━━━━━ Data to examine ━━━━━
#[cfg(test)]
mod tests {
    use super::*;
    use crate::companion::tests::{Call, FakeFactory};
    use crate::config::CONFIG_FILE;
    use crate::dialogs::tests::FakeDialogs;
    use crate::model::LaunchConfig;
    use crate::orchestrator::LauncherClient;
    use crate::paths::tests::scaffold;
    use std::path::PathBuf;

    struct Harness {
        client: LauncherClient,
        notify_rx: UnboundedReceiver<LauncherEvent>,
        factory: FakeFactory,
        dialogs: Arc<FakeDialogs>,
        _dir: tempfile::TempDir,
        task: tokio::task::JoinHandle<()>,
    }

    fn harness(dialogs: FakeDialogs) -> Harness {
        harness_with_grace(dialogs, Duration::from_millis(200))
    }

    fn harness_with_grace(dialogs: FakeDialogs, grace_period: Duration) -> Harness {
        let dir = tempfile::tempdir().unwrap();
        let store = ConfigStore::new(dir.path().join(CONFIG_FILE));
        let factory = FakeFactory::default();
        let dialogs = Arc::new(dialogs);
        let (notify, notify_rx) = mpsc::unbounded_channel();
        let launcher = Launcher::with_timings(
            store,
            dialogs.clone(),
            Box::new(factory.clone()),
            notify,
            Timings {
                settle_delay: Duration::from_millis(50),
                grace_period,
            },
            RetryTimings::default(),
        );
        let (client, task) = LauncherClient::spawn(launcher);
        Harness {
            client,
            notify_rx,
            factory,
            dialogs,
            _dir: dir,
            task,
        }
    }

    fn ack(success: bool, message: &str) -> Response {
        Response::Ack(Ack {
            success,
            message: message.into(),
        })
    }

    #[tokio::test]
    async fn stop_without_process_reports_not_running() {
        let mut h = harness(FakeDialogs::default());
        let resp = h.client.call(Operation::StopComfyui).await.unwrap();
        assert_eq!(resp, ack(false, "No ComfyUI process running"));
        assert!(h.notify_rx.try_recv().is_err());
    }

    #[tokio::test]
    async fn manual_open_requires_a_running_server() {
        let h = harness(FakeDialogs::default());
        let resp = h
            .client
            .call(Operation::OpenComfyuiBrowser(Box::default()))
            .await
            .unwrap();
        assert_eq!(resp, ack(false, "ComfyUI is not running"));
        assert!(h.factory.calls().is_empty());

        let resp = h.client.call(Operation::CloseComfyuiBrowser).await.unwrap();
        assert_eq!(resp, ack(false, "Browser is not open"));
    }

    #[tokio::test]
    async fn start_without_root_is_a_structured_failure() {
        let h = harness(FakeDialogs::default());
        let resp = h
            .client
            .call(Operation::StartComfyui(Box::default()))
            .await
            .unwrap();
        assert_eq!(
            resp,
            Response::Failure(Failure::new("ComfyUI path not configured"))
        );
        let resp = h.client.call(Operation::IsComfyuiRunning).await.unwrap();
        assert_eq!(
            resp,
            Response::Running(RunningStatus {
                running: false,
                pid: None,
                browser_open: false
            })
        );
    }

    #[tokio::test]
    async fn config_round_trips_through_the_store() {
        let h = harness(FakeDialogs::default());
        let cfg = LaunchConfig {
            comfyui_path: "/opt/comfy".into(),
            fp16_vae: true,
            ..Default::default()
        };
        let resp = h
            .client
            .call(Operation::SaveConfig(Box::new(cfg.clone())))
            .await
            .unwrap();
        assert_eq!(resp, ack(true, "Configuration saved"));
        let resp = h.client.call(Operation::LoadConfig).await.unwrap();
        assert_eq!(resp, Response::Config(Box::new(cfg)));
    }

    #[tokio::test]
    async fn validate_path_reports_layout() {
        let root = scaffold(&["python_embeded/python.exe", "ComfyUI/main.py"]);
        let h = harness(FakeDialogs::default());
        let resp = h
            .client
            .call(Operation::ValidatePath(
                root.path().to_string_lossy().into_owned(),
            ))
            .await
            .unwrap();
        let Response::Validation(v) = resp else {
            panic!("unexpected {resp:?}");
        };
        assert!(v.valid);
        assert!(v.missing.is_empty());
    }

    #[tokio::test]
    async fn directory_selection_and_dialogs() {
        let h = harness(FakeDialogs {
            folder: Some(PathBuf::from("/picked")),
            ..Default::default()
        });
        let resp = h.client.call(Operation::SelectDirectory).await.unwrap();
        assert_eq!(
            resp,
            Response::Directory(DirectorySelection {
                success: true,
                path: Some("/picked".into())
            })
        );

        let resp = h
            .client
            .call(Operation::ShowError {
                title: "Oops".into(),
                message: "broken".into(),
            })
            .await
            .unwrap();
        assert_eq!(resp, Response::Done);
        assert_eq!(
            h.dialogs.shown(),
            vec![("error".to_string(), "Oops".to_string(), "broken".to_string())]
        );
    }

    #[tokio::test]
    async fn cancelled_picker_reports_no_path() {
        let h = harness(FakeDialogs::default());
        let resp = h.client.call(Operation::SelectDirectory).await.unwrap();
        assert_eq!(
            resp,
            Response::Directory(DirectorySelection {
                success: false,
                path: None
            })
        );
    }

    #[tokio::test]
    async fn shutdown_ends_the_controller() {
        let h = harness(FakeDialogs::default());
        h.client.shutdown();
        tokio::time::timeout(Duration::from_secs(5), h.task)
            .await
            .unwrap()
            .unwrap();
        assert!(h.client.call(Operation::IsBrowserOpen).await.is_err());
    }

    #[cfg(unix)]
    mod unix {
        use super::*;
        use crate::supervisor::tests::unix::{cfg_for, fake_install};
        use tokio::time::timeout;

        async fn wait_for(
            rx: &mut UnboundedReceiver<LauncherEvent>,
            want: &LauncherEvent,
        ) -> Vec<LauncherEvent> {
            let mut seen = Vec::new();
            loop {
                let ev = timeout(Duration::from_secs(10), rx.recv())
                    .await
                    .expect("notification")
                    .expect("channel open");
                let done = &ev == want;
                seen.push(ev);
                if done {
                    return seen;
                }
            }
        }

        #[tokio::test]
        async fn ready_server_auto_opens_and_exit_closes_companion() {
            let root = fake_install(
                "echo 'To see the GUI go to: http://127.0.0.1:8188'\nsleep 0.5\nexit 0",
            );
            let mut h = harness(FakeDialogs::default());
            let resp = h
                .client
                .call(Operation::StartComfyui(Box::new(cfg_for(&root))))
                .await
                .unwrap();
            assert!(matches!(resp, Response::Started(StartReply { success: true, .. })));

            wait_for(&mut h.notify_rx, &LauncherEvent::BrowserAutoOpened).await;
            let resp = h.client.call(Operation::IsBrowserOpen).await.unwrap();
            assert_eq!(resp, Response::Browser(BrowserStatus { open: true }));

            let seen = wait_for(&mut h.notify_rx, &LauncherEvent::BrowserClosed).await;
            let tail: Vec<_> = seen
                .into_iter()
                .filter(|e| !matches!(e, LauncherEvent::Output(_)))
                .collect();
            assert_eq!(
                tail,
                vec![
                    LauncherEvent::Exit(Some(0)),
                    LauncherEvent::Stopped,
                    LauncherEvent::BrowserClosed
                ]
            );
            assert!(matches!(h.factory.calls().last(), Some(Call::Close(1))));
        }

        #[tokio::test]
        async fn stop_closes_companion_and_double_start_is_rejected() {
            let root = fake_install("echo 'Starting server'\nexec sleep 30");
            let mut h = harness(FakeDialogs::default());
            let cfg = cfg_for(&root);
            h.client
                .call(Operation::StartComfyui(Box::new(cfg.clone())))
                .await
                .unwrap();

            let resp = h
                .client
                .call(Operation::StartComfyui(Box::new(cfg.clone())))
                .await
                .unwrap();
            assert!(matches!(resp, Response::Failure(f) if f.error.contains("already running")));

            wait_for(&mut h.notify_rx, &LauncherEvent::BrowserAutoOpened).await;
            let resp = h
                .client
                .call(Operation::OpenComfyuiBrowser(Box::new(cfg)))
                .await
                .unwrap();
            assert_eq!(resp, ack(true, "Browser opened"));
            assert_eq!(h.factory.navigations(), 1);

            let resp = h.client.call(Operation::StopComfyui).await.unwrap();
            assert_eq!(resp, ack(true, "ComfyUI stopped"));
            let resp = h.client.call(Operation::IsComfyuiRunning).await.unwrap();
            assert_eq!(
                resp,
                Response::Running(RunningStatus {
                    running: false,
                    pid: None,
                    browser_open: false
                })
            );
            let seen = wait_for(&mut h.notify_rx, &LauncherEvent::BrowserClosed).await;
            assert!(seen.contains(&LauncherEvent::Stopped));
            assert!(!seen.iter().any(|e| matches!(e, LauncherEvent::Exit(_))));
        }

        #[tokio::test]
        async fn shutdown_after_stop_lets_the_terminate_handler_finish() {
            let root = fake_install(
                "trap 'sleep 0.5; echo ok > \"$(dirname \"$0\")/../cleaned\"; exit 0' TERM\n\
                 echo ready\n\
                 while true; do sleep 0.1; done",
            );
            let cleaned = root.path().join("cleaned");
            let mut h = harness_with_grace(FakeDialogs::default(), Duration::from_secs(3));
            let mut cfg = cfg_for(&root);
            cfg.browser_settings.auto_open = false;
            h.client
                .call(Operation::StartComfyui(Box::new(cfg)))
                .await
                .unwrap();
            wait_for(&mut h.notify_rx, &LauncherEvent::Output("ready\n".into())).await;

            let resp = h.client.call(Operation::StopComfyui).await.unwrap();
            assert_eq!(resp, ack(true, "ComfyUI stopped"));
            h.client.shutdown();
            timeout(Duration::from_secs(10), h.task)
                .await
                .expect("controller ends")
                .unwrap();
            assert!(cleaned.exists(), "terminate handler was cut short");
        }
    }
}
━━━━━
Give the number of lines above that hold "Duration", with no other words.

**Written response**
7